◆ WHAT YOU ARE ASKED TO DO ◆
The count of lines below that include the string "through" is the whole answer.

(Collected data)
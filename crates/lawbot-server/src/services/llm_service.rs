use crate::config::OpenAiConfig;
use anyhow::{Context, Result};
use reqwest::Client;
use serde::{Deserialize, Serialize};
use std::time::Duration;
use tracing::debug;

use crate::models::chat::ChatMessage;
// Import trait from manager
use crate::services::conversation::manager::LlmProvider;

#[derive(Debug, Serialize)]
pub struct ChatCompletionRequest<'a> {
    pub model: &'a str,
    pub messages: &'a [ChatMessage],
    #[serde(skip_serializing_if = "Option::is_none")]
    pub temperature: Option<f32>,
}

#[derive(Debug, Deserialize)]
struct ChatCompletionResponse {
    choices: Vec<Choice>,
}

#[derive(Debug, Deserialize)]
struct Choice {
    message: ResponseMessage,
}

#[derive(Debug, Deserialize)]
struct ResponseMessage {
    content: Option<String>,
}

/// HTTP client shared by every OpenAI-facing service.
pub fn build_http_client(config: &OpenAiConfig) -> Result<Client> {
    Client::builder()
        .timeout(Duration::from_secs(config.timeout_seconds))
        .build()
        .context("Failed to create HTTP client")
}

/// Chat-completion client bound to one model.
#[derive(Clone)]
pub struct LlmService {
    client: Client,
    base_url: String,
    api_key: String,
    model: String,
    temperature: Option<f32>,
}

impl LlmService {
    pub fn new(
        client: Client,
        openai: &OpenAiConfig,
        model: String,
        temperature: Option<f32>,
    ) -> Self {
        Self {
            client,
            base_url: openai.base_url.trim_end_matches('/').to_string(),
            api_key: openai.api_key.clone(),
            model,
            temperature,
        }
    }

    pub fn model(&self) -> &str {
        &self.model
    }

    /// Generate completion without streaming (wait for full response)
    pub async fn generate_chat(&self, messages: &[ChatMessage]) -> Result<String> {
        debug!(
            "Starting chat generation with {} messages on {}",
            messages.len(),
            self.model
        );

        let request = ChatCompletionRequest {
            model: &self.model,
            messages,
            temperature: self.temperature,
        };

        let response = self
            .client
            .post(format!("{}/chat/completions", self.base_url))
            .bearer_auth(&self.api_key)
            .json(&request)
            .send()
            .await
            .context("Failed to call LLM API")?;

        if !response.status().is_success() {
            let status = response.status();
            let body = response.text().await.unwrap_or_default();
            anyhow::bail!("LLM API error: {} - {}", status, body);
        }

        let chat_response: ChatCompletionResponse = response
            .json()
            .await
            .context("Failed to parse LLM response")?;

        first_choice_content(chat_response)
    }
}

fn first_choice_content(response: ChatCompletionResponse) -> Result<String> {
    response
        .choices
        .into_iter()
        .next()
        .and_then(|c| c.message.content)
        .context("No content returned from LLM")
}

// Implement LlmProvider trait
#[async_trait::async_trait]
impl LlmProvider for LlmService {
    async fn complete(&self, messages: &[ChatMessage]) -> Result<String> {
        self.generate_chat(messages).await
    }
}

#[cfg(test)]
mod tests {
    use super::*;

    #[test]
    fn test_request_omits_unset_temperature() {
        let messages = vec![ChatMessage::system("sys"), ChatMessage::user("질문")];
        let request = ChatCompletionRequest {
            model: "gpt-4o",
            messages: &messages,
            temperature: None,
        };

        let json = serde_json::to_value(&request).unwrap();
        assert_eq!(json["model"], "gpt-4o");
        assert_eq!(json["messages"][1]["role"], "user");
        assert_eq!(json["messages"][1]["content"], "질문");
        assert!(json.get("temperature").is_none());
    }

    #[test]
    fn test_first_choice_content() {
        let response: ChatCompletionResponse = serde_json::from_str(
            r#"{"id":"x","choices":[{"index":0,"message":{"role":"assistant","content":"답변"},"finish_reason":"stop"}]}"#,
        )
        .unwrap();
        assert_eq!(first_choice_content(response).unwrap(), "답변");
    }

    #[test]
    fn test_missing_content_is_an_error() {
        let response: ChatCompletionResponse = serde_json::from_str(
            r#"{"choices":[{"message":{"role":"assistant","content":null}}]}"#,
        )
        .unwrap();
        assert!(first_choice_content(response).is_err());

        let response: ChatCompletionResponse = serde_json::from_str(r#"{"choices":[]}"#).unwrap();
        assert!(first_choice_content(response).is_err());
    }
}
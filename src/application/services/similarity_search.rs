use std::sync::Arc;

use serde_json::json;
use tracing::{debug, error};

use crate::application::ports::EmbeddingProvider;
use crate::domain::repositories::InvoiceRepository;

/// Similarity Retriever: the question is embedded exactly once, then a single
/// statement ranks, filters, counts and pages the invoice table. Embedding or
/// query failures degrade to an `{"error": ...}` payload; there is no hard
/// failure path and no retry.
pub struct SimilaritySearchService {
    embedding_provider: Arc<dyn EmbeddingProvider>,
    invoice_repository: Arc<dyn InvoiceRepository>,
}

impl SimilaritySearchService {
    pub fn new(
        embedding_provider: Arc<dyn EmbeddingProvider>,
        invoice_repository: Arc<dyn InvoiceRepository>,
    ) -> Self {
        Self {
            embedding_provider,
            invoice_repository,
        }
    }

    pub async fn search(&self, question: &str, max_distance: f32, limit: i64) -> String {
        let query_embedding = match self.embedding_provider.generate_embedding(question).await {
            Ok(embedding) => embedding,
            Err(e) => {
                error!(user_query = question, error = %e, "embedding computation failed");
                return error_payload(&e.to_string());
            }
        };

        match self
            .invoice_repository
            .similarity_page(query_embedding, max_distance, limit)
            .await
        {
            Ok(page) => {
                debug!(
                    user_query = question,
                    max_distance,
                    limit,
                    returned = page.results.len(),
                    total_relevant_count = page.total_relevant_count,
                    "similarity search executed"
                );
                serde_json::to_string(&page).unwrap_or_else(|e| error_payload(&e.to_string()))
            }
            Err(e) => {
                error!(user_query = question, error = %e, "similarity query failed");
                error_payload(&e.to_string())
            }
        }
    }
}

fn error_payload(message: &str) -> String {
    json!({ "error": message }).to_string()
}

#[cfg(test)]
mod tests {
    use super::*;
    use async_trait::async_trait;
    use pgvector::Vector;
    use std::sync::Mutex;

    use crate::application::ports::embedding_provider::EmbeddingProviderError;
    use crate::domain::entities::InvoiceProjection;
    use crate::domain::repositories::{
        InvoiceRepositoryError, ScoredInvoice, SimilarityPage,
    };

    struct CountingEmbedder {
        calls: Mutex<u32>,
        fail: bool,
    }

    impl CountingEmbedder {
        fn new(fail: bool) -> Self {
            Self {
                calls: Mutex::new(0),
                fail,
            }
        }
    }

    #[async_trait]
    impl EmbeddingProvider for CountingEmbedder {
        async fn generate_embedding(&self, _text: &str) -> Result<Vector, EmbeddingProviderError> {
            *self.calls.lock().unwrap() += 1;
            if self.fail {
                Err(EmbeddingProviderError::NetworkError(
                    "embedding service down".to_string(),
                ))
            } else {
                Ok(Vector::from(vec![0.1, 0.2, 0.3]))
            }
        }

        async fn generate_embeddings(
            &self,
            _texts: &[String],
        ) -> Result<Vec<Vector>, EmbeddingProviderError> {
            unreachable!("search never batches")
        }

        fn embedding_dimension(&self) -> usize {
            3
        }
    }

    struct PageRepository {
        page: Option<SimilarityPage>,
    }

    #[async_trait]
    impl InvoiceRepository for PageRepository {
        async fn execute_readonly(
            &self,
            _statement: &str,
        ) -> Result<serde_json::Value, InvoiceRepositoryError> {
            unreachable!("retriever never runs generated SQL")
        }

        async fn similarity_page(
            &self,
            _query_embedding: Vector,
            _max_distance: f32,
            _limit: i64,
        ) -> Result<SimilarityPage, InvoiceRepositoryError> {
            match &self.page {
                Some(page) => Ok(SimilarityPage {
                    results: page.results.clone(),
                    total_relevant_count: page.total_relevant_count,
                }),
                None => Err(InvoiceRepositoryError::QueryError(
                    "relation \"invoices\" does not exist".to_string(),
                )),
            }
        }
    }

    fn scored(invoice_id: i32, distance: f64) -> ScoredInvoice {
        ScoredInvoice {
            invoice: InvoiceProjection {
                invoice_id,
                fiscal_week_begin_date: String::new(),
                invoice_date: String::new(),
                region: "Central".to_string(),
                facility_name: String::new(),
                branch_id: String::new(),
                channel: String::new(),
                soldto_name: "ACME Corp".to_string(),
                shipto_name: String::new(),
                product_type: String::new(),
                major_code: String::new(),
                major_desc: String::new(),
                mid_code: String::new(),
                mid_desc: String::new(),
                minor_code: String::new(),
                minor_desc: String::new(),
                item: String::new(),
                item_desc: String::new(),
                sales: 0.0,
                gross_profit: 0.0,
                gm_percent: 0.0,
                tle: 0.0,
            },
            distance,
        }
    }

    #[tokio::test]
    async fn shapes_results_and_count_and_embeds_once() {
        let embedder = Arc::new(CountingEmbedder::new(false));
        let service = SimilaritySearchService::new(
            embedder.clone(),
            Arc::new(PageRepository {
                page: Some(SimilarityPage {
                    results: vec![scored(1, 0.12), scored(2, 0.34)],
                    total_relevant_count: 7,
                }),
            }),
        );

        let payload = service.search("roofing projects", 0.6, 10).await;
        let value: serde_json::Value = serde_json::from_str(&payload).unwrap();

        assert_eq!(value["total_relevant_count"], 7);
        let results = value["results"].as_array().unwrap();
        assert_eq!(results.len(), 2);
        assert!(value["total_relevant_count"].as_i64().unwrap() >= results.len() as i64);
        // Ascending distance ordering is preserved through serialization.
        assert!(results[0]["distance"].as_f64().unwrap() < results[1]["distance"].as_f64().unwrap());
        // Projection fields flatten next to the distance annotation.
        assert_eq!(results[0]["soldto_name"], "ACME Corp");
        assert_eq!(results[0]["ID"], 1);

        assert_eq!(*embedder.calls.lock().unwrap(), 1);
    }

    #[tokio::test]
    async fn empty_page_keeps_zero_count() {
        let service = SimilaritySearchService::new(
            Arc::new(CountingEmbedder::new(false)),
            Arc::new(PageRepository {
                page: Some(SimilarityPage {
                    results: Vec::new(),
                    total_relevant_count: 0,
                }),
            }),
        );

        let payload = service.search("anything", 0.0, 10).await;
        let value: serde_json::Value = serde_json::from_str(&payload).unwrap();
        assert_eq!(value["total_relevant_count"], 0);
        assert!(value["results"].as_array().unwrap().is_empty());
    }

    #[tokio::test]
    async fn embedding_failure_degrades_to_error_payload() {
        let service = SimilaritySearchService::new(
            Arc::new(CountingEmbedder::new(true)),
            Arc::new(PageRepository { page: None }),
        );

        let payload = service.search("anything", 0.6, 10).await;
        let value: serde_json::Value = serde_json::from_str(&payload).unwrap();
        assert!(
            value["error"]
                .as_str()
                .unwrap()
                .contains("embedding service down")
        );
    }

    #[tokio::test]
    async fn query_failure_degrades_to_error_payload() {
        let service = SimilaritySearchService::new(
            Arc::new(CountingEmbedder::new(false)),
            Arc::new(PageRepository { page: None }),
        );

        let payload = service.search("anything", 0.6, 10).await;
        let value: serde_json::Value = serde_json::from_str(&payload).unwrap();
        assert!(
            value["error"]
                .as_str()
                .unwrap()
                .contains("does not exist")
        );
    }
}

==

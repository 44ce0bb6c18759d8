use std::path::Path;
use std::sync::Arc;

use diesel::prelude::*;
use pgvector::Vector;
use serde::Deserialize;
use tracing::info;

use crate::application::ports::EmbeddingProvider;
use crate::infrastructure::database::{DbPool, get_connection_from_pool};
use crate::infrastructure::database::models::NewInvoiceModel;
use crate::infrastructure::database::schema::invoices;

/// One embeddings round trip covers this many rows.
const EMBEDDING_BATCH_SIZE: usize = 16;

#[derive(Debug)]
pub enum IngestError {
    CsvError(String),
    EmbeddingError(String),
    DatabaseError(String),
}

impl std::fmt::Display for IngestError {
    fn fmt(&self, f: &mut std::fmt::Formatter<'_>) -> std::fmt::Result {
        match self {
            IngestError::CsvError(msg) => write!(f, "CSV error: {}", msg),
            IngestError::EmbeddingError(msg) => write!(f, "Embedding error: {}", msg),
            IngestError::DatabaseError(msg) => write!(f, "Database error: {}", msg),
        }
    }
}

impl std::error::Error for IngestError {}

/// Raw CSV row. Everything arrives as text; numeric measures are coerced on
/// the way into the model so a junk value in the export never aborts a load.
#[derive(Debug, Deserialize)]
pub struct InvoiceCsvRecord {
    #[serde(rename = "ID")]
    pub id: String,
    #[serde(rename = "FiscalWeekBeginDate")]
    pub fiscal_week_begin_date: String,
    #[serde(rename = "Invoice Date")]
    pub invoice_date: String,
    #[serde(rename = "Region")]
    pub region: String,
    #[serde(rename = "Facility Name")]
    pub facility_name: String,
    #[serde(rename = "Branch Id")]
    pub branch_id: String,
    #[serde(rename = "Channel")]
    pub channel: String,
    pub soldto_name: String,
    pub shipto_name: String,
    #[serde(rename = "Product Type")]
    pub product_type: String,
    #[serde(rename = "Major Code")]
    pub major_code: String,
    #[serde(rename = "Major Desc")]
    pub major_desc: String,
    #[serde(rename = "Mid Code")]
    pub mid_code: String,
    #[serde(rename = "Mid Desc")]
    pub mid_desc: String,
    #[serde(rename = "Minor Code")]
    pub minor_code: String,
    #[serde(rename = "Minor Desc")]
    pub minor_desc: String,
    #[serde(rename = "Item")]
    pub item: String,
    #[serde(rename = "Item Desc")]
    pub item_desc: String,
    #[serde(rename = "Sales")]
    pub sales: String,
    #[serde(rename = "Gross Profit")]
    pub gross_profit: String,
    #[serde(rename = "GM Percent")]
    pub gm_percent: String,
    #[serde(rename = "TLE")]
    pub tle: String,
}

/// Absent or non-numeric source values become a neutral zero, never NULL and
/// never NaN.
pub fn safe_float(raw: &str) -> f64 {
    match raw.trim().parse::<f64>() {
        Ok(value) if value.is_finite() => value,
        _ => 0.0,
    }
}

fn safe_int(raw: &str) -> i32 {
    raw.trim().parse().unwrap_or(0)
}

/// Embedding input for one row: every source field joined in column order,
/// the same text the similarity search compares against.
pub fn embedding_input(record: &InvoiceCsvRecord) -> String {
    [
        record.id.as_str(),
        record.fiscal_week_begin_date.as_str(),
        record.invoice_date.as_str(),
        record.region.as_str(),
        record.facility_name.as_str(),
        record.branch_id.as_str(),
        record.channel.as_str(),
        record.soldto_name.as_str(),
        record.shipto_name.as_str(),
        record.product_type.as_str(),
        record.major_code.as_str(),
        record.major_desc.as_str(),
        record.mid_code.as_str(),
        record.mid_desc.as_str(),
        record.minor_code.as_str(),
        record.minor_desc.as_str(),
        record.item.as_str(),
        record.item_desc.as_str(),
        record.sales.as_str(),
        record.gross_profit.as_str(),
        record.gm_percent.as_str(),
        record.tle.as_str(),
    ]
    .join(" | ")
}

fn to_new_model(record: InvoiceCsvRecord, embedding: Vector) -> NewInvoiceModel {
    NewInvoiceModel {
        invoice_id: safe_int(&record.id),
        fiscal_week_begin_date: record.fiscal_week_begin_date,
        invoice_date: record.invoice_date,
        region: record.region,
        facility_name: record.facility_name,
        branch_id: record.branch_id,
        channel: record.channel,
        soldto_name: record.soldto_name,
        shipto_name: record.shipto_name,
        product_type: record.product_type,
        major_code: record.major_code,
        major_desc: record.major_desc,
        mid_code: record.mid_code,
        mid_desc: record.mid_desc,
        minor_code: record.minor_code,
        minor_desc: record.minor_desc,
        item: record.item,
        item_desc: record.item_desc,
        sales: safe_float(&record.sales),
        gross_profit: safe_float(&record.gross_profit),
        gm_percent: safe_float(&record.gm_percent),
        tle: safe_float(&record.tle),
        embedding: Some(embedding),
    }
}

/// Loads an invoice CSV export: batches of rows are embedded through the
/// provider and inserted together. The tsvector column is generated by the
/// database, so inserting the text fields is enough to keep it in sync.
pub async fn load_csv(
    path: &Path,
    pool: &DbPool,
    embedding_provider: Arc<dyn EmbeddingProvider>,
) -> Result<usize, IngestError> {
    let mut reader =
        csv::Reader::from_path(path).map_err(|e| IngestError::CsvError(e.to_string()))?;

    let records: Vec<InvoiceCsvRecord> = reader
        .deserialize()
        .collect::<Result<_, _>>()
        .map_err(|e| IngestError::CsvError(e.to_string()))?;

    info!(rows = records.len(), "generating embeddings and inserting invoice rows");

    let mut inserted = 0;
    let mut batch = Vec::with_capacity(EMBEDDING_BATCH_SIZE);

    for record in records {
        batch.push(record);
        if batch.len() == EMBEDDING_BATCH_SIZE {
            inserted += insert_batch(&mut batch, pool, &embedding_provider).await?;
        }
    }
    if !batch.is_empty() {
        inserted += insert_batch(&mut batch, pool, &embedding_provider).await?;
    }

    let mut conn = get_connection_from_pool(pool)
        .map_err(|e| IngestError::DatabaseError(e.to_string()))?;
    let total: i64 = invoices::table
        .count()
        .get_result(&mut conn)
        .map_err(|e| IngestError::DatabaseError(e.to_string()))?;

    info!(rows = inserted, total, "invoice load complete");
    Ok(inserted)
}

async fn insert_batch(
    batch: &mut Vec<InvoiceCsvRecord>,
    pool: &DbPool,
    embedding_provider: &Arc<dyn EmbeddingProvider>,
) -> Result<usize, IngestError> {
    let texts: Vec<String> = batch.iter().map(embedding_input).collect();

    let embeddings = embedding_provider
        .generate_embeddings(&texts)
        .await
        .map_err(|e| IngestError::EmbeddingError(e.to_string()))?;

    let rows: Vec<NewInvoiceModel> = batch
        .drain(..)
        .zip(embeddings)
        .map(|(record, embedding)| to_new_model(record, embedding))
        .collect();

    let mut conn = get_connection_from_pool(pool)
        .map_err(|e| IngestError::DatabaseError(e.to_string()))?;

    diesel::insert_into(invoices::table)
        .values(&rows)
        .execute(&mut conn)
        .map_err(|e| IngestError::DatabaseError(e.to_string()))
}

...

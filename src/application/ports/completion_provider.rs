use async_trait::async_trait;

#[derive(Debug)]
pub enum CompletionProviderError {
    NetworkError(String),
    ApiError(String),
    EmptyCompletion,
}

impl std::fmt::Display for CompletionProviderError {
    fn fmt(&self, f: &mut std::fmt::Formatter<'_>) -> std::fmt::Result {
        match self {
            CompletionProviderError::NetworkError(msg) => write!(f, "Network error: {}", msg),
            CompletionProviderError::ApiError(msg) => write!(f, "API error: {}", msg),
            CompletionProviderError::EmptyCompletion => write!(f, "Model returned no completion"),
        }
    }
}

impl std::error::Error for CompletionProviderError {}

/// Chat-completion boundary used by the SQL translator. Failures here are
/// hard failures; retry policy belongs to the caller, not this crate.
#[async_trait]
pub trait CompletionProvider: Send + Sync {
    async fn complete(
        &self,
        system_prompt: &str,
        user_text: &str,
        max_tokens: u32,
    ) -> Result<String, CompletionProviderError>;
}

◆ ANSWER TO THIS PROBLEM ◆
2